User:Bohye Woo/Prototyping 03

From XPUB & Lens-Based wiki

PROTOTYPING EXPERIMENTS

TESSERACT — OCR/HOCR

<script type="text/javascript">

    //store all class 'ocr_line' in 'lines'
    var lines = document.querySelectorAll(".ocr_line");    

    //loop through each element in 'lines'
    for (var i = 0; i < lines.length; i++){ 

      var line = lines[i];
      console.log(line.title) 

      //split the content of 'title' every space and store the list in 'parts'
      var parts = line.title.split(" ");
      console.log(parts);

      // width and height starts from the side 
      var left = parseInt(parts[1], 10);
      var top = parseInt(parts[2], 10);
      var width = (parseInt(parts[3], 10) - left);
      var height = (parseInt(parts[4], 10) - top);

      // create a style element with the content selected from the list 'parts'
      line.style = "position: absolute; left: " + parts[1] + "px; top: " + parts[2] + "px; width: " + width + "px; height: " + height + "px; border: 5px solid lightblue";

      var words = line.querySelectorAll(".ocrx_word");

      for (var e = 0; e < words.length; e++){ 

        var span = words[e];
        console.log(span.title) 

        var parts = span.title.split(" ");
        console.log(parts);

        var wleft = parseInt(parts[1], 10);
        var wtop = parseInt(parts[2], 10);
        var wwidth = (parseInt(parts[3], 10) - wleft);
        var wheight = (parseInt(parts[4], 10) - wtop);

        span.style = "position: absolute; left: " + (wleft - left) + "px; top: " + (wtop - top) + "px; width: " + wwidth  + "px; height: " + wheight + "px; border: 2px solid purple";
      } 
    }


DIGITAL WATERMAKING

According to the Digital Watermarking Alliance: http://digitalwatermarkingalliance.org/about/quick-facts/

   Digital watermarking is the process by which identifying data is woven into media content such as images, printed materials, movies, music or TV programming, giving those objects a unique, digital identity that can be used for a variety of valuable applications.
   ...
   Digital watermarking can enable content identification, forensic tracking and copyright communication on a broad scale and can provide a range of solutions for identifying, securing, managing and tracking digital images, audio, video, and printed materials.

* Verso Books

Notes

  • we found our names and emails on cover of the books, and our names on each of the file. (e.g. 02_Copyrightbohye5416yournamegmailcom.xhtml: This eBook is licensed to your-name, id@gmail.com on 05/13/2019)
  • we need to target these texts and remove them (how?)
  • they were appended to file while we download the item.
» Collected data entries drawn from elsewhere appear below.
use std::env;

use serde::Deserialize;
use tracing::warn;

use super::timing::{normalize_max_delta_time, DEFAULT_MAX_DELTA_TIME_MS};

pub const MAX_DELTA_ENV_VAR: &str = "PIXEL_MAX_DELTA_MS";

/// Initialization parameters for an [`Engine`](crate::Engine).
///
/// `container` names the host surface. The winit host uses it as the window
/// title; nothing fails if a host cannot resolve it.
#[derive(Debug, Clone, PartialEq, Deserialize)]
#[serde(default)]
pub struct EngineConfig {
    pub container: String,
    pub width: u32,
    pub height: u32,
    pub max_delta_time_ms: f64,
    pub clear_color: [u8; 4],
}

impl Default for EngineConfig {
    fn default() -> Self {
        Self {
            container: "pixel".to_string(),
            width: 640,
            height: 480,
            max_delta_time_ms: DEFAULT_MAX_DELTA_TIME_MS,
            clear_color: [0, 0, 0, 255],
        }
    }
}

impl EngineConfig {
    /// Delta-time ceiling after applying the environment override.
    pub fn resolved_max_delta_time_ms(&self) -> f64 {
        resolve_max_delta_time(env::var(MAX_DELTA_ENV_VAR), self.max_delta_time_ms)
    }
}

fn resolve_max_delta_time(env_value: Result<String, env::VarError>, config_ms: f64) -> f64 {
    let chosen = match env_value {
        Ok(value) => match value.trim().parse::<f64>() {
            Ok(ms) => ms,
            Err(_) => {
                warn!(
                    env_var = MAX_DELTA_ENV_VAR,
                    value = value.as_str(),
                    "invalid max-delta env var value; falling back to config"
                );
                config_ms
            }
        },
        Err(env::VarError::NotPresent) => config_ms,
        Err(err) => {
            warn!(
                env_var = MAX_DELTA_ENV_VAR,
                error = %err,
                "unable to read max-delta env var; falling back to config"
            );
            config_ms
        }
    };

    let normalized = normalize_max_delta_time(chosen);
    if normalized != chosen {
        warn!(
            max_delta_time_ms = chosen,
            fallback_ms = normalized,
            "max delta time must be positive and finite"
        );
    }
    normalized
}
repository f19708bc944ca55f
use super::glyphs::{glyph_for, Glyph, GLYPH_HEIGHT, GLYPH_WIDTH, SPACE_GLYPH};

pub type Rgba = [u8; 4];

/// RGBA8 frame buffer every layer draws into during a tick.
///
/// All drawing is clipped to the buffer; off-surface coordinates are ignored.
#[derive(Debug, Clone, PartialEq, Eq)]
pub struct Surface {
    width: u32,
    height: u32,
    frame: Vec<u8>,
}

impl Surface {
    pub fn new(width: u32, height: u32) -> Self {
        Self {
            width,
            height,
            frame: vec![0; width as usize * height as usize * 4],
        }
    }

    pub fn width(&self) -> u32 {
        self.width
    }

    pub fn height(&self) -> u32 {
        self.height
    }

    pub fn frame(&self) -> &[u8] {
        &self.frame
    }

    pub fn clear(&mut self, color: Rgba) {
        for chunk in self.frame.chunks_exact_mut(4) {
            chunk.copy_from_slice(&color);
        }
    }

    pub fn pixel(&self, x: u32, y: u32) -> Option<Rgba> {
        let offset = self.byte_offset(x as i32, y as i32)?;
        let mut color = [0; 4];
        color.copy_from_slice(&self.frame[offset..offset + 4]);
        Some(color)
    }

    pub fn fill_rect(&mut self, x: i32, y: i32, rect_width: i32, rect_height: i32, color: Rgba) {
        let start_x = x.max(0);
        let start_y = y.max(0);
        let end_x = x.saturating_add(rect_width).min(self.width as i32);
        let end_y = y.saturating_add(rect_height).min(self.height as i32);
        if end_x <= start_x || end_y <= start_y {
            return;
        }

        for py in start_y..end_y {
            for px in start_x..end_x {
                self.write_pixel(px, py, color);
            }
        }
    }

    /// Copies an RGBA8 image onto the surface. Fully transparent source pixels
    /// are skipped; everything else overwrites the destination.
    pub fn blit_rgba(&mut self, x: i32, y: i32, image_width: u32, image_height: u32, rgba: &[u8]) {
        let expected = image_width as usize * image_height as usize * 4;
        if rgba.len() < expected {
            return;
        }

        for row in 0..image_height as i32 {
            for col in 0..image_width as i32 {
                let source = (row as usize * image_width as usize + col as usize) * 4;
                let color = [
                    rgba[source],
                    rgba[source + 1],
                    rgba[source + 2],
                    rgba[source + 3],
                ];
                if color[3] == 0 {
                    continue;
                }
                self.write_pixel(x + col, y + row, color);
            }
        }
    }

    /// Draws text with the built-in 3x5 glyphs, each glyph pixel scaled to a
    /// `scale`x`scale` block. Unknown characters draw as blanks.
    pub fn draw_text(&mut self, x: i32, y: i32, text: &str, scale: i32, color: Rgba) {
        let scale = scale.max(1);
        let advance = (GLYPH_WIDTH + 1) * scale;
        let mut cursor_x = x;
        for ch in text.chars() {
            let glyph = glyph_for(ch).unwrap_or(SPACE_GLYPH);
            self.draw_glyph(cursor_x, y, glyph, scale, color);
            cursor_x += advance;
        }
    }

    fn draw_glyph(&mut self, x: i32, y: i32, glyph: Glyph, scale: i32, color: Rgba) {
        for (row_index, row_bits) in glyph.rows.iter().enumerate() {
            let glyph_y = y + row_index as i32 * scale;
            for col in 0..GLYPH_WIDTH {
                if (row_bits & (1 << (GLYPH_WIDTH - 1 - col))) == 0 {
                    continue;
                }
                self.fill_rect(x + col * scale, glyph_y, scale, scale, color);
            }
        }
    }

    fn write_pixel(&mut self, x: i32, y: i32, color: Rgba) {
        if let Some(offset) = self.byte_offset(x, y) {
            self.frame[offset..offset + 4].copy_from_slice(&color);
        }
    }

    fn byte_offset(&self, x: i32, y: i32) -> Option<usize> {
        if x < 0 || y < 0 || x >= self.width as i32 || y >= self.height as i32 {
            return None;
        }
        let pixel_offset = (y as usize)
            .checked_mul(self.width as usize)?
            .checked_add(x as usize)?;
        pixel_offset.checked_mul(4)
    }
}

pub(crate) fn text_height(scale: i32) -> i32 {
    GLYPH_HEIGHT * scale.max(1)
}

#[cfg(test)]
mod tests {
    use super::*;

    const RED: Rgba = [255, 0, 0, 255];
    const BLUE: Rgba = [0, 0, 255, 255];

    #[test]
    fn new_surface_is_zeroed_and_sized() {
        let surface = Surface::new(4, 3);

        assert_eq!(surface.frame().len(), 4 * 3 * 4);
        assert!(surface.frame().iter().all(|byte| *byte == 0));
    }

    #[test]
    fn clear_fills_every_pixel() {
        let mut surface = Surface::new(3, 2);
        surface.clear(BLUE);

        for y in 0..2 {
            for x in 0..3 {
                assert_eq!(surface.pixel(x, y), Some(BLUE));
            }
        }
    }

    #[test]
    fn fill_rect_is_clipped_to_surface() {
        let mut surface = Surface::new(4, 4);
        surface.fill_rect(-2, 2, 4, 10, RED);

        assert_eq!(surface.pixel(0, 2), Some(RED));
        assert_eq!(surface.pixel(1, 3), Some(RED));
        assert_eq!(surface.pixel(2, 2), Some([0, 0, 0, 0]));
        assert_eq!(surface.pixel(0, 1), Some([0, 0, 0, 0]));
    }

    #[test]
    fn pixel_out_of_bounds_is_none() {
        let surface = Surface::new(2, 2);
        assert_eq!(surface.pixel(2, 0), None);
        assert_eq!(surface.pixel(0, 2), None);
    }

    #[test]
    fn blit_skips_transparent_pixels() {
        let mut surface = Surface::new(3, 1);
        surface.clear(BLUE);
        let image = [255, 0, 0, 255, 9, 9, 9, 0];

        surface.blit_rgba(1, 0, 2, 1, &image);

        assert_eq!(surface.pixel(0, 0), Some(BLUE));
        assert_eq!(surface.pixel(1, 0), Some(RED));
        assert_eq!(surface.pixel(2, 0), Some(BLUE));
    }

    #[test]
    fn blit_ignores_short_buffers() {
        let mut surface = Surface::new(2, 2);
        surface.blit_rgba(0, 0, 2, 2, &[255; 4]);

        assert!(surface.frame().iter().all(|byte| *byte == 0));
    }

    #[test]
    fn draw_text_sets_glyph_pixels() {
        let mut surface = Surface::new(8, 8);
        surface.draw_text(0, 0, "1", 1, RED);

        // '1' row 0 is 0b010
        assert_eq!(surface.pixel(1, 0), Some(RED));
        assert_eq!(surface.pixel(0, 0), Some([0, 0, 0, 0]));
        assert_eq!(surface.pixel(0, 4), Some(RED));
    }

    #[test]
    fn unknown_characters_draw_nothing() {
        let mut surface = Surface::new(16, 16);
        surface.draw_text(0, 0, "~~", 2, RED);

        assert!(surface.frame().iter().all(|byte| *byte == 0));
    }

    #[test]
    fn text_height_scales() {
        assert_eq!(text_height(1), 5);
        assert_eq!(text_height(3), 15);
        assert_eq!(text_height(0), 5);
    }
}
pub const DEFAULT_MAX_DELTA_TIME_MS: f64 = 100.0;

/// Turns host frame timestamps (milliseconds) into clamped delta times (seconds).
///
/// The first timestamp has nothing to diff against, so `measure` reports no
/// delta for it and the caller skips that frame's work. Large gaps (a suspended
/// tab, a debugger pause) are capped at `max_delta_time_ms`.
#[derive(Debug, Clone)]
pub struct FrameTimer {
    previous_elapsed_ms: Option<f64>,
    delta_time: f64,
    max_delta_time_ms: f64,
}

impl Default for FrameTimer {
    fn default() -> Self {
        Self::new(DEFAULT_MAX_DELTA_TIME_MS)
    }
}

impl FrameTimer {
    pub fn new(max_delta_time_ms: f64) -> Self {
        Self {
            previous_elapsed_ms: None,
            delta_time: 0.0,
            max_delta_time_ms: normalize_max_delta_time(max_delta_time_ms),
        }
    }

    /// Last delta time handed to a frame, in seconds.
    pub fn delta_time(&self) -> f64 {
        self.delta_time
    }

    pub fn max_delta_time_ms(&self) -> f64 {
        self.max_delta_time_ms
    }

    pub fn previous_elapsed_ms(&self) -> Option<f64> {
        self.previous_elapsed_ms
    }

    /// Computes the delta for `elapsed_ms` without recording the timestamp.
    /// Returns `None` when the frame must be skipped.
    pub fn measure(&mut self, elapsed_ms: f64) -> Option<f64> {
        if !elapsed_ms.is_finite() {
            return None;
        }
        let previous = self.previous_elapsed_ms?;
        let delta_time = clamp_frame_delta(elapsed_ms - previous, self.max_delta_time_ms) / 1000.0;
        if !delta_time.is_finite() {
            return None;
        }
        self.delta_time = delta_time;
        Some(delta_time)
    }

    pub fn commit(&mut self, elapsed_ms: f64) {
        if elapsed_ms.is_finite() {
            self.previous_elapsed_ms = Some(elapsed_ms);
        }
    }

    /// `measure` followed by `commit`.
    pub fn advance(&mut self, elapsed_ms: f64) -> Option<f64> {
        let delta_time = self.measure(elapsed_ms);
        self.commit(elapsed_ms);
        delta_time
    }
}

fn clamp_frame_delta(raw_delta_ms: f64, max_delta_time_ms: f64) -> f64 {
    raw_delta_ms.min(max_delta_time_ms).max(0.0)
}

pub(crate) fn normalize_max_delta_time(value_ms: f64) -> f64 {
    if value_ms.is_finite() && value_ms > 0.0 {
        value_ms
    } else {
        DEFAULT_MAX_DELTA_TIME_MS
    }
}

#[cfg(test)]
mod tests {
    use super::*;

    fn assert_close(actual: f64, expected: f64) {
        assert!(
            (actual - expected).abs() < 1e-9,
            "expected {expected}, got {actual}"
        );
    }

    #[test]
    fn first_frame_is_skipped_but_recorded() {
        let mut timer = FrameTimer::default();

        assert_eq!(timer.advance(16.0), None);
        assert_eq!(timer.previous_elapsed_ms(), Some(16.0));
        assert_eq!(timer.delta_time(), 0.0);
    }

    #[test]
    fn delta_is_raw_gap_in_seconds_when_under_cap() {
        let mut timer = FrameTimer::default();
        timer.advance(1000.0);

        assert_close(timer.advance(1016.0).expect("delta"), 0.016);
        assert_close(timer.advance(1049.0).expect("delta"), 0.033);
        assert_close(timer.delta_time(), 0.033);
    }

    #[test]
    fn long_pause_is_capped_at_max_delta() {
        let mut timer = FrameTimer::new(100.0);
        timer.advance(0.0);

        assert_close(timer.advance(5000.0).expect("delta"), 0.1);
    }

    #[test]
    fn custom_cap_is_respected() {
        let mut timer = FrameTimer::new(250.0);
        timer.advance(0.0);

        assert_close(timer.advance(600.0).expect("delta"), 0.25);
    }

    #[test]
    fn backwards_timestamp_clamps_to_zero() {
        let mut timer = FrameTimer::default();
        timer.advance(500.0);

        assert_eq!(timer.advance(400.0), Some(0.0));
    }

    #[test]
    fn non_finite_timestamp_is_skipped_and_not_recorded() {
        let mut timer = FrameTimer::default();
        timer.advance(10.0);

        for elapsed_ms in [f64::NAN, f64::INFINITY, f64::NEG_INFINITY] {
            assert_eq!(timer.advance(elapsed_ms), None, "{elapsed_ms}");
            assert_eq!(timer.previous_elapsed_ms(), Some(10.0));
        }
        assert_close(timer.advance(20.0).expect("delta"), 0.01);
    }

    #[test]
    fn non_finite_first_timestamp_leaves_timer_unprimed() {
        let mut timer = FrameTimer::default();

        assert_eq!(timer.advance(f64::INFINITY), None);
        assert_eq!(timer.previous_elapsed_ms(), None);
        assert_eq!(timer.advance(0.0), None);
    }

    #[test]
    fn measure_without_commit_keeps_previous_timestamp() {
        let mut timer = FrameTimer::default();
        timer.advance(0.0);

        assert_close(timer.measure(40.0).expect("delta"), 0.04);
        assert_eq!(timer.previous_elapsed_ms(), Some(0.0));
        assert_close(timer.advance(60.0).expect("delta"), 0.06);
    }

    #[test]
    fn invalid_cap_falls_back_to_default() {
        assert_eq!(FrameTimer::new(0.0).max_delta_time_ms(), DEFAULT_MAX_DELTA_TIME_MS);
        assert_eq!(FrameTimer::new(-5.0).max_delta_time_ms(), DEFAULT_MAX_DELTA_TIME_MS);
        assert_eq!(
            FrameTimer::new(f64::INFINITY).max_delta_time_ms(),
            DEFAULT_MAX_DELTA_TIME_MS
        );
    }
}
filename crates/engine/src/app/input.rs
use std::fmt;
use std::str::FromStr;

use thiserror::Error;

#[derive(Debug, Clone, Copy, PartialEq, Eq, Hash)]
pub enum KeyEvent {
    Down,
    Up,
}

impl KeyEvent {
    pub const fn event_name(self) -> &'static str {
        match self {
            KeyEvent::Down => "keydown",
            KeyEvent::Up => "keyup",
        }
    }
}

impl fmt::Display for KeyEvent {
    fn fmt(&self, f: &mut fmt::Formatter<'_>) -> fmt::Result {
        f.write_str(self.event_name())
    }
}

#[derive(Debug, Clone, PartialEq, Eq, Error)]
#[error("unknown input event '{0}' (expected keydown or keyup)")]
pub struct UnknownKeyEvent(pub String);

impl FromStr for KeyEvent {
    type Err = UnknownKeyEvent;

    fn from_str(value: &str) -> Result<Self, Self::Err> {
        match value {
            "keydown" => Ok(KeyEvent::Down),
            "keyup" => Ok(KeyEvent::Up),
            other => Err(UnknownKeyEvent(other.to_string())),
        }
    }
}

pub type KeyListener = Box<dyn FnMut(u32)>;

/// Ordered keyboard listener lists. Listeners receive DOM-style key codes.
#[derive(Default)]
pub struct InputDispatcher {
    keydown: Vec<KeyListener>,
    keyup: Vec<KeyListener>,
}

impl InputDispatcher {
    pub fn on(&mut self, event: KeyEvent, listener: KeyListener) {
        self.listeners_mut(event).push(listener);
    }

    /// Invokes every listener for `event` in registration order and returns
    /// how many ran.
    pub fn dispatch(&mut self, event: KeyEvent, key_code: u32) -> usize {
        let listeners = self.listeners_mut(event);
        for listener in listeners.iter_mut() {
            listener(key_code);
        }
        listeners.len()
    }

    pub fn listener_count(&self, event: KeyEvent) -> usize {
        match event {
            KeyEvent::Down => self.keydown.len(),
            KeyEvent::Up => self.keyup.len(),
        }
    }

    fn listeners_mut(&mut self, event: KeyEvent) -> &mut Vec<KeyListener> {
        match event {
            KeyEvent::Down => &mut self.keydown,
            KeyEvent::Up => &mut self.keyup,
        }
    }
}

impl fmt::Debug for InputDispatcher {
    fn fmt(&self, f: &mut fmt::Formatter<'_>) -> fmt::Result {
        f.debug_struct("InputDispatcher")
            .field("keydown", &self.keydown.len())
            .field("keyup", &self.keyup.len())
            .finish()
    }
}
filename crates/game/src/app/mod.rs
pub(crate) mod bootstrap;
pub(crate) mod gameplay;
pub(crate) mod loop_runner;
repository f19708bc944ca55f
mod fps_counter;

pub use fps_counter::FpsCounter;
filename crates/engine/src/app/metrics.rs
pub(crate) const FPS_SAMPLE_INTERVAL_MS: f64 = 1000.0;

/// Frames-per-second measured from frame timestamps over fixed intervals.
#[derive(Debug)]
pub(crate) struct FrameRateAccumulator {
    interval_ms: f64,
    interval_start_ms: Option<f64>,
    frames: u32,
    last_fps: f32,
}

impl FrameRateAccumulator {
    pub(crate) fn new(interval_ms: f64) -> Self {
        Self {
            interval_ms,
            interval_start_ms: None,
            frames: 0,
            last_fps: 0.0,
        }
    }

    pub(crate) fn fps(&self) -> f32 {
        self.last_fps
    }

    /// Records one frame at `elapsed_ms`. Returns a fresh reading whenever an
    /// interval completes.
    pub(crate) fn record_frame(&mut self, elapsed_ms: f64) -> Option<f32> {
        let Some(start) = self.interval_start_ms else {
            self.interval_start_ms = Some(elapsed_ms);
            return None;
        };

        self.frames = self.frames.saturating_add(1);
        let elapsed = elapsed_ms - start;
        if elapsed < self.interval_ms {
            return None;
        }

        let elapsed_seconds = (elapsed / 1000.0).max(f64::EPSILON);
        self.last_fps = (self.frames as f64 / elapsed_seconds) as f32;
        self.interval_start_ms = Some(elapsed_ms);
        self.frames = 0;
        Some(self.last_fps)
    }
}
BooXtream video explained how it works:

industry standard epub file + customer data BooXtream API download link to BooXtream watermarked file multiple invisible watermarks encoded with personal information data (kindle files) Exlibris

Watermarks

[WM0] -- Ex Libris Image Watermark

Ex Libris Image Watermark is a small personalised bookplate. (visible)

[WM1] -- Disclaimer Page Watermark: (visible)

(e.g. This ebook was sold to bohye woo, bohyeklaire@gmail.com on 13/05/2019. Verso ebooks are free of Digital Rights Management (DRM-free) but are subject to the terms of this license. You own this file once you’ve downloaded it, and you can use it on any of your devices. It has visible and invisible watermarks, applied by Booxtream, which contain your name and email address. You are prohibited from uploading Verso ebooks to any website or file-sharing network, or in any other way making them available for distribution, sharing, copying, downloading, or reselling. Royalties from every sale will be paid to the author: if you’re reading someone else’s copy, then please buy your own license from Verso Books.)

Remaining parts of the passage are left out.